Nullable is defined as
```
alias Nullable(T...) = Variant!(typeof(null), T);
```

Variant and Nullable with zero types are allowed.

`void` type is supported.

Visitors are allowed to return different types.

Cyclic referencing between different variant types are supported.

More features and API:

http://mir-core.libmir.org/mir_algebraic.html

Cheers,
Ilya

The work has been sponsored by Kaleidic Associates and Symmetry Investments.

I have been using SumType [1] for a while in some of my projects and I'm quite happy with it. The author has been very responsive to feedback and the quality bar of his work is definitely higher than that of many other D libraries (e.g. support for @safe/pure/@nogc/nothrow, immutable, betterC and DIP1000, etc.).

That said, I'm also a fan of your work with Mir! mir.algorithm (which I'm most familiar with) is a text book example of high-quality generic algorithm design.

How does your work compare to sumtype? Would mir.algebraic offer any benefits, which would make it worth switching over?

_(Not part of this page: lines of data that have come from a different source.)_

//! Generation of one project container.

use std::collections::BTreeMap;
use std::path::PathBuf;

use crate::core::project::Project;
use crate::graph::Graph;
use crate::util::config::Config;
use crate::util::fs::{file_name, path_string, FileSystem};
use crate::xcode::{ObjectId, PbxObject, PbxProj, ProjectObject, SchemeDocument};

use super::config::ConfigGenerator;
use super::errors::GeneratorError;
use super::file_elements::ProjectFileElements;
use super::groups::ProjectGroups;
use super::scheme::{project_schemes, SchemeGenerator, SchemeTargets};
use super::target::{generate_target_dependencies, TargetGenerator};

/// Compatibility version written into the project object.
const COMPATIBILITY_VERSION: &str = "Xcode 10.0";

/// A generated project, ready to be written.
#[derive(Debug)]
pub struct GeneratedProject {
    pub name: String,
    /// Path of the `.xcodeproj` container
    pub path: PathBuf,
    pub pbxproj: PbxProj,
    /// Native target of every target, by target name
    pub targets: BTreeMap<String, ObjectId>,
    pub schemes: Vec<SchemeDocument>,
}

impl GeneratedProject {
    /// The container name without extension.
    pub fn file_name(&self) -> String {
        file_name(&self.path)
            .trim_end_matches(".xcodeproj")
            .to_string()
    }
}

pub struct ProjectGenerator<'a> {
    fs: &'a dyn FileSystem,
    config: &'a Config,
}

impl<'a> ProjectGenerator<'a> {
    pub fn new(fs: &'a dyn FileSystem, config: &'a Config) -> Self {
        ProjectGenerator { fs, config }
    }

    /// Path of the `.xcodeproj` generated for `project`.
    pub fn xcodeproj_path(&self, project: &Project) -> PathBuf {
        let name = match &project.file_name {
            Some(name) => name.clone(),
            None => self.config.project_file_name(&project.name),
        };
        project.path.join(format!("{}.xcodeproj", name))
    }

    pub fn generate(&self, project: &Project, graph: &Graph) -> Result<GeneratedProject, GeneratorError> {
        tracing::info!("generating project `{}`", project.name);
        let source_root = project.path.as_path();
        let mut proj = PbxProj::new();

        let mut groups = ProjectGroups::generate(&mut proj, project);
        let mut files = ProjectFileElements::new(self.fs);
        files.generate_project_files(&mut proj, &mut groups, project, graph, source_root);
        groups.attach_first_level(&mut proj);

        let configs = ConfigGenerator::new(self.config.swift_version());
        let configuration_list = configs.generate_project_config(&mut proj, project, &files)?;

        let target_generator = TargetGenerator::new(self.config);
        let mut targets = BTreeMap::new();
        let mut ordered = Vec::with_capacity(project.targets.len());
        for target in &project.targets {
            let native = target_generator.generate_target(&mut proj, project, target, &files, graph, source_root)?;
            ordered.push(native.clone());
            targets.insert(target.name.clone(), native);
        }
        generate_target_dependencies(&mut proj, project, &targets, graph)?;

        let root = proj.add(
            &format!("project:{}", path_string(&project.path)),
            PbxObject::Project(ProjectObject {
                name: project.name.clone(),
                build_configuration_list: configuration_list,
                compatibility_version: COMPATIBILITY_VERSION.to_string(),
                development_region: self.config.development_region().to_string(),
                has_scanned_for_encodings: false,
                known_regions: known_regions(self.config.development_region(), &files),
                main_group: groups.main.clone(),
                organization_name: self.config.generation.organization_name.clone(),
                product_ref_group: Some(groups.products.clone()),
                project_dir_path: String::new(),
                project_root: String::new(),
                targets: ordered,
            }),
        );
        proj.set_root_object(root);

        let path = self.xcodeproj_path(project);
        let mut scheme_targets = SchemeTargets::new();
        scheme_targets.add_project(project, &path, &targets);
        let schemes = SchemeGenerator::new(&scheme_targets, &project.path).generate_schemes(&project_schemes(project))?;

        tracing::debug!(
            "project `{}`: {} objects, {} targets, {} schemes",
            project.name,
            proj.len(),
            targets.len(),
            schemes.len()
        );
        Ok(GeneratedProject {
            name: project.name.clone(),
            path,
            pbxproj: proj,
            targets,
            schemes,
        })
    }
}

/// The development region, `Base`, then every locale found, without
/// duplicates.
fn known_regions(development_region: &str, files: &ProjectFileElements<'_>) -> Vec<String> {
    let mut regions = vec![development_region.to_string(), "Base".to_string()];
    for region in files.known_regions() {
        if !regions.iter().any(|r| r == region) {
            regions.push(region.to_string());
        }
    }
    regions
}
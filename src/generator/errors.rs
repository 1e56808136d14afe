//! Generation errors.

use std::path::PathBuf;

use thiserror::Error;

use crate::util::diagnostic::{suggestions, Diagnostic};

/// Error while turning a loaded graph into project objects.
#[derive(Debug, Error)]
pub enum GeneratorError {
    #[error("no file element for {}", .path.display())]
    MissingFileReference { path: PathBuf },

    #[error("no product reference for `{name}`")]
    MissingProduct { name: String },

    #[error("target `{target}` depends on `{dependency}`, which has no native target")]
    MissingNativeTarget { target: String, dependency: String },

    #[error("target `{target}` has no configuration list")]
    MissingConfigurationList { target: String },

    #[error("project at {} was not generated", .path.display())]
    ProjectNotFound { path: PathBuf },

    #[error("scheme `{scheme}` references unknown target `{target}` in {}", .project.display())]
    UnknownSchemeTarget {
        scheme: String,
        target: String,
        project: PathBuf,
    },
}

impl GeneratorError {
    /// Convert to a user-friendly diagnostic.
    pub fn to_diagnostic(&self) -> Diagnostic {
        match self {
            GeneratorError::MissingFileReference { path } => {
                Diagnostic::error(format!("no file element was created for {}", path.display()))
                    .with_location(path.clone())
                    .with_suggestion(suggestions::MISSING_FILE_REFERENCE)
            }

            GeneratorError::MissingProduct { name } => {
                Diagnostic::error(format!("no product reference for `{}`", name))
                    .with_context("the product belongs to a target that is not part of the graph")
            }

            GeneratorError::MissingNativeTarget { target, dependency } => Diagnostic::error(format!(
                "target `{}` depends on `{}`, which has no native target",
                target, dependency
            ))
            .with_context("dependencies within a project are declared between native targets")
            .with_suggestion(suggestions::TARGET_NOT_FOUND),

            GeneratorError::MissingConfigurationList { target } => {
                Diagnostic::error(format!("target `{}` has no configuration list", target))
                    .with_context("search paths are written into every build configuration of a target")
            }

            GeneratorError::ProjectNotFound { path } => {
                Diagnostic::error(format!("project at {} was not generated", path.display()))
                    .with_location(path.clone())
                    .with_suggestion(suggestions::PROJECT_NOT_FOUND)
            }

            GeneratorError::UnknownSchemeTarget {
                scheme,
                target,
                project,
            } => Diagnostic::error(format!("scheme `{}` references unknown target `{}`", scheme, target))
                .with_context(format!("looked in {}", project.display()))
                .with_suggestion(suggestions::TARGET_NOT_FOUND),
        }
    }
}

#[cfg(test)]
mod tests {
    use super::*;

    #[test]
    fn test_missing_file_reference_diagnostic() {
        let err = GeneratorError::MissingFileReference {
            path: PathBuf::from("/p/Resources/Missing.png"),
        };
        assert_eq!(err.to_string(), "no file element for /p/Resources/Missing.png");
        let output = err.to_diagnostic().format(false);
        assert!(output.contains("/p/Resources/Missing.png"));
        assert!(output.contains("sources, resources or headers"));
    }

    #[test]
    fn test_missing_native_target_names_both_targets() {
        let err = GeneratorError::MissingNativeTarget {
            target: "App".to_string(),
            dependency: "Core".to_string(),
        };
        assert_eq!(
            err.to_string(),
            "target `App` depends on `Core`, which has no native target"
        );
        assert!(err.to_diagnostic().format(false).contains("dockyard graph"));
    }
}
//! File types Xcode assigns by extension.

use std::path::Path;

use crate::util::fs::extension;

/// `lastKnownFileType` of a path, `None` for unknown extensions.
pub fn last_known_file_type(path: &Path) -> Option<&'static str> {
    let file_type = match extension(path)? {
        "swift" => "sourcecode.swift",
        "m" => "sourcecode.c.objc",
        "mm" => "sourcecode.cpp.objcpp",
        "c" => "sourcecode.c.c",
        "cc" | "cpp" | "cxx" => "sourcecode.cpp.cpp",
        "h" => "sourcecode.c.h",
        "hpp" | "hh" => "sourcecode.cpp.h",
        "metal" => "sourcecode.metal",
        "plist" => "text.plist.xml",
        "entitlements" => "text.plist.entitlements",
        "strings" => "text.plist.strings",
        "stringsdict" => "text.plist.stringsdict",
        "xcconfig" => "text.xcconfig",
        "json" => "text.json",
        "md" => "net.daringfireball.markdown",
        "txt" => "text",
        "html" => "text.html",
        "storyboard" => "file.storyboard",
        "xib" => "file.xib",
        "xcassets" => "folder.assetcatalog",
        "xcdatamodel" => "wrapper.xcdatamodel",
        "xcdatamodeld" => "wrapper.xcdatamodeld",
        "xcmappingmodel" => "wrapper.xcmappingmodel",
        "framework" => "wrapper.framework",
        "xcframework" => "wrapper.xcframework",
        "bundle" => "wrapper.plug-in",
        "playground" => "file.playground",
        "xcodeproj" => "wrapper.pb-project",
        "a" => "archive.ar",
        "dylib" => "compiled.mach-o.dylib",
        "tbd" => "sourcecode.text-based-dylib-definition",
        "modulemap" => "sourcecode.module-map",
        "png" => "image.png",
        "jpg" | "jpeg" => "image.jpeg",
        "pdf" => "image.pdf",
        "ttf" => "file",
        "sh" => "text.script.sh",
        "scnassets" => "wrapper.scnassets",
        "mlmodel" => "file.mlmodel",
        "intentdefinition" => "file.intentdefinition",
        _ => return None,
    };
    Some(file_type)
}

#[cfg(test)]
mod tests {
    use super::*;

    #[test]
    fn test_known_types() {
        assert_eq!(last_known_file_type(Path::new("/p/a.swift")), Some("sourcecode.swift"));
        assert_eq!(
            last_known_file_type(Path::new("/p/Assets.xcassets")),
            Some("folder.assetcatalog")
        );
        assert_eq!(
            last_known_file_type(Path::new("/System/Library/Frameworks/ARKit.framework")),
            Some("wrapper.framework")
        );
    }

    #[test]
    fn test_unknown_types() {
        assert_eq!(last_known_file_type(Path::new("/p/README")), None);
        assert_eq!(last_known_file_type(Path::new("/p/data.xyz")), None);
    }
}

IMO, algebraic types (sum and tuple types) should be a core language feature part of druntime and should have have corresponding syntax sugar:

// Same as Tuple!(T, "open", T, "high", T, "low", T, "close"):
alias OhlcTuple(T) = (T open, T high, T low, T close);

// Same as:
// Union!(long, double, bool, typeof(null), string,
//     This[], This[string];
alias Json =
    | long
    | double
    | bool
    | typeof(null)
    | string
    | Json[]
    | Json[string];

// Syntax sugar for nullable/optional types -
// T? == Nullable!T == Union!(typeof(null), T):
alias ResponseParser = OhlcTuple!double? delegate(Json json);

If we can work together to consolidate on a single API, I think it would be better for the language ecosystem.